Les chants d’espoir de Valentina Fin
Rencontre avec celle qui fait de sa voix un champ d’expériences.
Valentina Fin © Giulia Capraro
Rien ne lui échappe : Valentina Fin est reconnue pour aller là où l’inédit se présente. Les répertoires du jazz, de la Renaissance et du baroque font partie de son parcours musical, sans oublier ses diverses expériences liées à l’improvisation. Norma Winstone, Sheila Jordan, Cristina Zavalloni, Stefano Battaglia ont marqué son parcours artistique. Ses différents albums offrent une diversité surprenante : du quintet Rame en passant par A Chi Esita, son dernier disque, ce sont diverses facettes d’une riche personnalité qui surgissent.
- Valentina Fin © Giulia Capraro
- Quelles furent vos motivations lorsque vous avez commencé le chant et qui vous a influencée en premier lieu ?
J’ai entrepris mon voyage musical très jeune, tout d’abord en me plongeant dans les cassettes audio de Mina et de Fabrizio De André qui appartenaient à ma mère guitariste. Lorsque j’ai décidé d’étudier la musique de manière structurée, je voulais apprendre le saxophone. À l’école de musique, on me conseilla la clarinette, mais pour un motif qui m’échappe, j’ai répondu que je préférais m’inscrire aux cours de chant. Avec du recul je pense que l’attirance de la voix m’a permis de m’exprimer de manière plus authentique qu’avec d’autres instruments.
La voix est pour moi le mode de communication le plus sincère, l’un des premiers avec lequel on s’ouvre au monde. Cette connexion spontanée et innée avec la voix est restée en moi comme une empreinte indélébile. Parmi les influences qui m’ont marquée, il y a les grands chanteurs italiens que j’ai entendus depuis mon enfance grâce à la passion de ma mère pour la guitare, des artistes comme De André, Lucio Battisti, Luigi Tenco mais aussi Mina. Si j’évoque le jazz, mon influence principale est sans hésitation Norma Winstone, ainsi qu’un large éventail de productions du label ECM.
J’ai ouvert les yeux sur la possibilité de créer des musiques sans ressentir le besoin de m’adapter excessivement aux demandes du marché.

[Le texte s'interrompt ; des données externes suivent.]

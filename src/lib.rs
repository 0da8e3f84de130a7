//! # zring
//!
//! A pure Rust number-theory engine: arbitrary-precision integers, modular
//! and binary-field arithmetic, dense polynomial rings, and GF(p^k)
//! extension fields.
//!
//! ## Usage
//!
//! Add this to your `Cargo.toml`:
//!
//! ```toml
//! [dependencies]
//! zring = "0.3"
//! ```
//!
//! ## Features
//!
//! - `std` (default): standard library support, including the thread-local
//!   modulus contexts
//! - `alloc`: allocator support without the full standard library
//! - `serde`: serialization for plain value types
//!
//! ## Crate Structure
//!
//! This is a facade crate that re-exports functionality from two sub-crates:
//!
//! - [`zring-api`]: ring/field capability traits and the error taxonomy
//! - [`zring-algorithms`]: the arithmetic itself — integers, modular rings,
//!   GF(2), polynomials, extension fields, GF(2) linear algebra, and
//!   number-theory functions

#![cfg_attr(not(feature = "std"), no_std)]

// Core re-exports (always available)
pub use zring_algorithms as algorithms;
pub use zring_api as api;

/// Common imports for zring users
pub mod prelude {
    pub use zring_api::error::{Error, Result};
    pub use zring_api::traits::{Field, FiniteField, Ring};

    pub use zring_algorithms::bigint::{Integer, IntegerRing};
    pub use zring_algorithms::extension::{ExtElem, ExtRing};
    pub use zring_algorithms::gf2::{Gf2, Gf2Ring};
    pub use zring_algorithms::matrix::{Gf2Matrix, Gf2Vector};
    pub use zring_algorithms::modular::{ModInt, ModInt64, ModRing, ModRing64};
    pub use zring_algorithms::poly::{FieldPolyExt, FiniteFieldPolyExt, Poly};

    #[cfg(feature = "std")]
    pub use zring_algorithms::context::{zp, zp64, zpe};
}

- Vous avez étudié avec Norma Winstone, en quoi cela fut-il déterminant ?
J’ai eu la chance de participer à un séminaire estival à Merano qui m’a permis d’étudier plusieurs semaines avec Norma Winstone. Cette rencontre fut pour moi comme une illumination. Sa spontanéité et sa profonde humanité m’ont conquise d’emblée. Je l’ai autant appréciée pour sa personnalité que comme chanteuse extraordinaire. J’ai découvert une âme pure et belle, je pense que son authenticité se reflète de façon tangible dans sa musique. Étudier avec Norma m’a offert l’occasion de réfléchir à la façon d’aborder les textes, à l’intentionnalité avec laquelle je m’immerge dans les mélodies. J’ai ouvert les yeux sur la possibilité de créer des musiques sans ressentir le besoin de m’adapter excessivement aux demandes du marché. L’enseignement de Norma m’a procuré un soutien et m’a encouragée à me définir comme artiste, ce qui m’a permis d’entamer mon parcours jusqu’à aujourd’hui.
- Quelles sont les raisons qui vous ont poussée à entreprendre votre projet dédié à Kurt Weill ?
J’ai commencé à explorer le répertoire de Kurt Weill lorsque je prenais des leçons avec Cristina Zavalloni alors que je m’orientais vers la musique contemporaine. C’est durant cette période que j’ai découvert Kurt Weill et j’en suis tombée amoureuse. Dans le jazz, nous connaissons certains morceaux qui sont devenus des standards comme « Speak Low », mais durant sa période américaine, Weill a composé beaucoup d’autres chansons intéressantes. J’avais envie d’expérimenter avec un groupe proche de la musique de chambre qui s’adapterait à mon style et l’occasion de travailler sur Weill fut l’opportunité parfaite ! Dans ce projet j’ai inclus des morceaux originaux que j’ai composés en m’inspirant des poésies de Bertolt Brecht.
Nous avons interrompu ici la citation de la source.